After reviewing Dr Cummine's report I have concluded that he is correct in his assessment and that my diagnosis has been wrong. For all the reasons he has outlined, as well as other aspects that I have noted during the care of her, that now they are consistent with a diabetic Charcot's foot and the subsequent complications associated with treating her foot. This diagnosis makes complete sense.
  1. In a report of 21 August 2006, Dr Stening retreated from that view, remarking:-

In my last correspondence I concurred with Dr Cummine's assessment that the degenerative changes that have occurred in her foot can be attributed to a diabetic Charcot's type picture. I also stated that ultimately with a Charcot's foot, the mid foot collapses.
Interestingly, the most recent x-rays do not show any sign of mid foot collapse.

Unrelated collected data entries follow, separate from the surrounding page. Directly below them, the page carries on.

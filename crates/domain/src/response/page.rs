//! Connection page types
//!
//! A connection endpoint returns one page of elements plus paging metadata.
//! The URL the page was fetched from is not part of the payload; the client
//! records it after decoding so cursor-based continuation URLs can be built.

use std::sync::OnceLock;

use serde::{Deserialize, Serialize};

/// Cursor positions around a page.
#[derive(Debug, Clone, Default, PartialEq, Eq, Serialize, Deserialize)]
pub struct Cursors {
    /// Cursor pointing before the first element of this page
    #[serde(default, skip_serializing_if = "Option::is_none")]
    pub before: Option<String>,
    /// Cursor pointing after the last element of this page
    #[serde(default, skip_serializing_if = "Option::is_none")]
    pub after: Option<String>,
}

/// Paging metadata of a connection page.
#[derive(Debug, Clone, Default, PartialEq, Eq, Serialize, Deserialize)]
pub struct Paging {
    /// Explicit URL of the previous page
    #[serde(default, skip_serializing_if = "Option::is_none")]
    pub previous: Option<String>,
    /// Explicit URL of the next page
    #[serde(default, skip_serializing_if = "Option::is_none")]
    pub next: Option<String>,
    /// Cursors for cursor-based paging
    #[serde(default, skip_serializing_if = "Option::is_none")]
    pub cursors: Option<Cursors>,
}

impl Paging {
    /// Returns the `after` cursor, if any.
    #[must_use]
    pub fn after_cursor(&self) -> Option<&str> {
        self.cursors.as_ref().and_then(|c| c.after.as_deref())
    }

    /// Returns the `before` cursor, if any.
    #[must_use]
    pub fn before_cursor(&self) -> Option<&str> {
        self.cursors.as_ref().and_then(|c| c.before.as_deref())
    }
}

/// One page of a connection.
#[derive(Debug, Clone, PartialEq, Serialize, Deserialize)]
pub struct Page<T> {
    /// Elements on this page, in remote order
    #[serde(default = "Vec::new")]
    pub data: Vec<T>,
    /// Paging metadata, absent on single-page connections
    #[serde(default, skip_serializing_if = "Option::is_none")]
    pub paging: Option<Paging>,
    #[serde(skip)]
    origin_url: OnceLock<String>,
}

impl<T> Page<T> {
    /// Creates a page from elements and paging metadata.
    #[must_use]
    pub const fn new(data: Vec<T>, paging: Option<Paging>) -> Self {
        Self {
            data,
            paging,
            origin_url: OnceLock::new(),
        }
    }

    /// Returns the URL this page was fetched from, once recorded.
    #[must_use]
    pub fn origin_url(&self) -> Option<&str> {
        self.origin_url.get().map(String::as_str)
    }

    /// Records the URL this page was fetched from.
    ///
    /// The URL can be set only once; returns false if it was already set.
    pub fn set_origin_url(&self, url: impl Into<String>) -> bool {
        self.origin_url.set(url.into()).is_ok()
    }

    /// Returns true if the page holds no elements.
    #[must_use]
    pub fn is_empty(&self) -> bool {
        self.data.is_empty()
    }

    /// Returns the number of elements on this page.
    #[must_use]
    pub fn len(&self) -> usize {
        self.data.len()
    }
}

For this reason I am not convinced that the degenerative changes that have developed in the tarsometatarsal joint, particularly involving the first ray, are entirely due to a diabetic Charcot's foot.
...
In my original correspondence to you I felt that the changes were more consistent with an unrecognised lis frank injury and I now feel that this is the most likely diagnosis.
  1. Dr Stening returned to the topic in a report of 3 July 2007, then saying:-

I realise I have vacillated regard to definitive diagnosis for this lady but I now believe that the most likely diagnosis is one of a Charcot's arthropathy, that I did not recognise when I first instituted treatment for this lady.
  1. Also included in the voluminous quantity of other material were clinical notes of a Dr Chipps. That material included many reports from other doctors extending over the period from at least December 1992 to July 2006. Those reports demonstrate that Mrs Davidson suffered from numerous serious health problems and contain a very extensive history of these during that period. Indeed the reports lead to the view that there would be very few persons whose health has been the subject of such extensive expert consideration and remark by treating doctors.

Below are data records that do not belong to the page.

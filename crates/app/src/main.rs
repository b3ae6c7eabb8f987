//! Graphlink device login.
//!
//! Runs the device-authorization flow against the API configured through
//! the `GRAPHLINK_*` environment variables and prints the issued token.
//! Permissions to request are passed as arguments.

mod device_login;

use graphlink_domain::Scope;
use graphlink_infrastructure::GraphClientBuilder;
use tracing_subscriber::{EnvFilter, layer::SubscriberExt, util::SubscriberInitExt};

#[tokio::main]
async fn main() -> Result<(), Box<dyn std::error::Error>> {
    tracing_subscriber::registry()
        .with(EnvFilter::try_from_default_env().unwrap_or_else(|_| EnvFilter::new("info")))
        .with(tracing_subscriber::fmt::layer())
        .init();

    let scope: Scope = std::env::args().skip(1).collect();
    let client = GraphClientBuilder::from_env()?.build()?;

    tracing::info!(
        "Starting Graphlink device login v{} (scope: {scope})",
        env!("CARGO_PKG_VERSION")
    );

    let code = client.fetch_device_code(&scope).await?;
    println!(
        "Visit {} and enter the code {}",
        code.verification_uri, code.user_code
    );

    let token =
        device_login::poll_for_token(&code, || client.obtain_device_access_token(&code.code))
            .await?;

    match token.expires_at {
        Some(expires_at) => println!("{} (expires {expires_at})", token.access_token),
        None => println!("{}", token.access_token),
    }

    Ok(())
}
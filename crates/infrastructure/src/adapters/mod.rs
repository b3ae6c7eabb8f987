//! Port adapters backed by third-party crates.

mod reqwest_transport;

pub use reqwest_transport::{DEFAULT_TIMEOUT, DEFAULT_USER_AGENT, ReqwestTransport};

  1. Included in the material are numerous references during reports of 1992, 1994, 1995, and 1997 to 1999 to Mrs Davidson's diabetes and variations in its manifestation. There are also references to symptoms of peripheral neuropathy and symptoms apparent in Mrs Davidson's lower limbs.

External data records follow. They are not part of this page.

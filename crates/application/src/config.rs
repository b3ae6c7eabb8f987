//! Client configuration
//!
//! A plain record read once when the client is built. Every field has a
//! usable default; [`ClientConfig::validate`] normalizes secrets and checks
//! the endpoint URLs.

use graphlink_domain::{ApiVersion, GraphError, GraphResult};
use url::Url;

use crate::tokens::DeviceErrorMapping;

/// Environment variable holding the API version.
pub const ENV_API_VERSION: &str = "GRAPHLINK_API_VERSION";
/// Environment variable holding the access token.
pub const ENV_ACCESS_TOKEN: &str = "GRAPHLINK_ACCESS_TOKEN";
/// Environment variable holding the app secret.
pub const ENV_APP_SECRET: &str = "GRAPHLINK_APP_SECRET";
/// Environment variable overriding the graph base URL.
pub const ENV_GRAPH_URL: &str = "GRAPHLINK_GRAPH_URL";
/// Environment variable overriding the video upload base URL.
pub const ENV_GRAPH_VIDEO_URL: &str = "GRAPHLINK_GRAPH_VIDEO_URL";

/// Default base URL for API calls.
pub const DEFAULT_GRAPH_URL: &str = "https://graph.facebook.com";
/// Default base URL for video uploads.
pub const DEFAULT_GRAPH_VIDEO_URL: &str = "https://graph-video.facebook.com";

/// Base URLs the client sends requests to.
#[derive(Debug, Clone, PartialEq, Eq)]
pub struct Endpoints {
    /// Base URL for every call except video uploads
    pub graph: String,
    /// Base URL for video uploads
    pub graph_video: String,
}

impl Default for Endpoints {
    fn default() -> Self {
        Self {
            graph: DEFAULT_GRAPH_URL.to_string(),
            graph_video: DEFAULT_GRAPH_VIDEO_URL.to_string(),
        }
    }
}

impl Endpoints {
    /// Uses one base URL for all calls, video uploads included.
    #[must_use]
    pub fn single(base: impl Into<String>) -> Self {
        let base = base.into();
        Self {
            graph_video: base.clone(),
            graph: base,
        }
    }
}

/// Configuration of a graph client.
#[derive(Debug, Clone, Default, PartialEq, Eq)]
pub struct ClientConfig {
    /// API version prefixed to request paths
    pub api_version: ApiVersion,
    /// Access token sent with every call
    pub access_token: Option<String>,
    /// App secret used to compute `appsecret_proof`
    pub app_secret: Option<String>,
    /// Base URLs
    pub endpoints: Endpoints,
    /// How device-flow error subcodes are interpreted
    pub device_errors: DeviceErrorMapping,
}

impl ClientConfig {
    /// Creates a configuration for the given API version with defaults elsewhere.
    #[must_use]
    pub fn new(api_version: ApiVersion) -> Self {
        Self {
            api_version,
            ..Self::default()
        }
    }

    /// Sets the access token.
    #[must_use]
    pub fn with_access_token(mut self, token: impl Into<String>) -> Self {
        self.access_token = Some(token.into());
        self
    }

    /// Sets the app secret.
    #[must_use]
    pub fn with_app_secret(mut self, secret: impl Into<String>) -> Self {
        self.app_secret = Some(secret.into());
        self
    }

    /// Sets the base URLs.
    #[must_use]
    pub fn with_endpoints(mut self, endpoints: Endpoints) -> Self {
        self.endpoints = endpoints;
        self
    }

    /// Sets the device error mapping.
    #[must_use]
    pub fn with_device_errors(mut self, mapping: DeviceErrorMapping) -> Self {
        self.device_errors = mapping;
        self
    }

    /// Reads the configuration from `GRAPHLINK_*` environment variables.
    ///
    /// # Errors
    ///
    /// Returns `InvalidArgument` for a malformed version or endpoint URL.
    pub fn from_env() -> GraphResult<Self> {
        Self::from_lookup(|key| std::env::var(key).ok())
    }

    /// Reads the configuration through an arbitrary variable lookup.
    ///
    /// # Errors
    ///
    /// Returns `InvalidArgument` for a malformed version or endpoint URL.
    pub fn from_lookup(lookup: impl Fn(&str) -> Option<String>) -> GraphResult<Self> {
        let api_version = lookup(ENV_API_VERSION)
            .map(|raw| raw.parse::<ApiVersion>())
            .transpose()?
            .unwrap_or_default();

        let mut endpoints = Endpoints::default();
        if let Some(graph) = lookup(ENV_GRAPH_URL) {
            endpoints.graph = graph;
        }
        if let Some(video) = lookup(ENV_GRAPH_VIDEO_URL) {
            endpoints.graph_video = video;
        }

        Self {
            api_version,
            access_token: lookup(ENV_ACCESS_TOKEN),
            app_secret: lookup(ENV_APP_SECRET),
            endpoints,
            device_errors: DeviceErrorMapping::default(),
        }
        .validate()
    }

    /// Normalizes and checks the configuration.
    ///
    /// Blank secrets become `None`, endpoint URLs lose trailing slashes and
    /// must be absolute `http`/`https` URLs.
    ///
    /// # Errors
    ///
    /// Returns `InvalidArgument` for an unusable endpoint URL.
    pub fn validate(mut self) -> GraphResult<Self> {
        self.access_token = trim_to_none(self.access_token);
        self.app_secret = trim_to_none(self.app_secret);
        self.endpoints.graph = check_base_url("graph", &self.endpoints.graph)?;
        self.endpoints.graph_video = check_base_url("graph_video", &self.endpoints.graph_video)?;
        Ok(self)
    }

    /// Returns the secret-proof inputs when both are configured.
    #[must_use]
    pub fn proof_credentials(&self) -> Option<(&str, &str)> {
        self.access_token.as_deref().zip(self.app_secret.as_deref())
    }
}

fn trim_to_none(value: Option<String>) -> Option<String> {
    value
        .map(|v| v.trim().to_string())
        .filter(|v| !v.is_empty())
}

fn check_base_url(name: &str, raw: &str) -> GraphResult<String> {
    let trimmed = raw.trim().trim_end_matches('/');
    let parsed = Url::parse(trimmed)
        .map_err(|e| GraphError::invalid_argument(format!("invalid {name} URL '{raw}': {e}")))?;

    if !matches!(parsed.scheme(), "http" | "https") || parsed.host_str().is_none() {
        return Err(GraphError::invalid_argument(format!(
            "{name} URL must be an absolute http(s) URL: {raw}"
        )));
    }

    Ok(trimmed.to_string())
}

#[cfg(test)]
#[allow(clippy::unwrap_used)]
mod tests {
    use super::*;
    use pretty_assertions::assert_eq;
    use std::collections::HashMap;

    #[test]
    fn test_validate_trims_blank_secrets() {
        let config = ClientConfig::default()
            .with_access_token("   ")
            .with_app_secret(" s3cret ")
            .validate()
            .unwrap();
        assert_eq!(config.access_token, None);
        assert_eq!(config.app_secret.as_deref(), Some("s3cret"));
        assert_eq!(config.proof_credentials(), None);
    }

    #[test]
    fn test_validate_strips_trailing_slash() {
        let config = ClientConfig::default()
            .with_endpoints(Endpoints::single("http://127.0.0.1:8080/"))
            .validate()
            .unwrap();
        assert_eq!(config.endpoints.graph, "http://127.0.0.1:8080");
        assert_eq!(config.endpoints.graph_video, "http://127.0.0.1:8080");
    }

    #[test]
    fn test_validate_rejects_bad_urls() {
        for bad in ["graph.example.com", "ftp://graph.example.com", ""] {
            let result = ClientConfig::default()
                .with_endpoints(Endpoints::single(bad))
                .validate();
            assert!(
                matches!(result, Err(GraphError::InvalidArgument(_))),
                "{bad:?} should be rejected"
            );
        }
    }

    #[test]
    fn test_from_lookup() {
        let vars: HashMap<&str, &str> = [
            (ENV_API_VERSION, "v19.0"),
            (ENV_ACCESS_TOKEN, "token"),
            (ENV_GRAPH_URL, "https://graph.example.com"),
        ]
        .into_iter()
        .collect();

        let config =
            ClientConfig::from_lookup(|key| vars.get(key).map(ToString::to_string)).unwrap();
        assert_eq!(config.api_version, ApiVersion::new(19, 0));
        assert_eq!(config.access_token.as_deref(), Some("token"));
        assert_eq!(config.app_secret, None);
        assert_eq!(config.endpoints.graph, "https://graph.example.com");
        assert_eq!(config.endpoints.graph_video, DEFAULT_GRAPH_VIDEO_URL);
    }

    #[test]
    fn test_from_lookup_rejects_bad_version() {
        let result = ClientConfig::from_lookup(|key| {
            (key == ENV_API_VERSION).then(|| "latest".to_string())
        });
        assert!(matches!(result, Err(GraphError::InvalidArgument(_))));
    }
}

  1. Counsel for the Defendant disclaimed reliance on events occurring after Mrs Davidson's death. He made clear that the basis for the first of the four claims, viz. that the proceedings be dismissed for want of due despatch pursuant to UCPR 12.7 was the failure to provide the requested particulars. Given the matters referred to above bearing on answering this request, it does not seem to me that such failures as occurred should lead to the drastic relief which the Defendant seeks. In the first place, there is no evidence of any significant prejudice to the Defendant. In the second, once regard is had to the wealth of medical records as are available even at this stage, my impression is that there will have been no significant prejudice. In the third, although I acknowledge that this was not the subject of argument, the request is so extensive that there is much to be said for the view that there is a degree of oppression about it. In the fourth, it is impossible on the evidence to determine what were the circumstances that led to Mrs Davison's solicitors not having a copy of the request prior to February 2011. In the fifth, it is obvious that Mrs Davidson's illness was a significant contributor to any failure to answer the request after 23 February 2011.

  1. The second of the prayers for relief was inspired by the fact that at the time the Notice of Motion was filed in March, the Plaintiff had not served any expert report that, in the words of Rule 31.36.1:-

Includes an opinion supporting:
(b) the general nature and extent of damage alleged (including death, injury or other loss or harm and prognosis, as the case may require), and
(c) the causal relationship alleged between such breach of duty or obligation and the damage alleged.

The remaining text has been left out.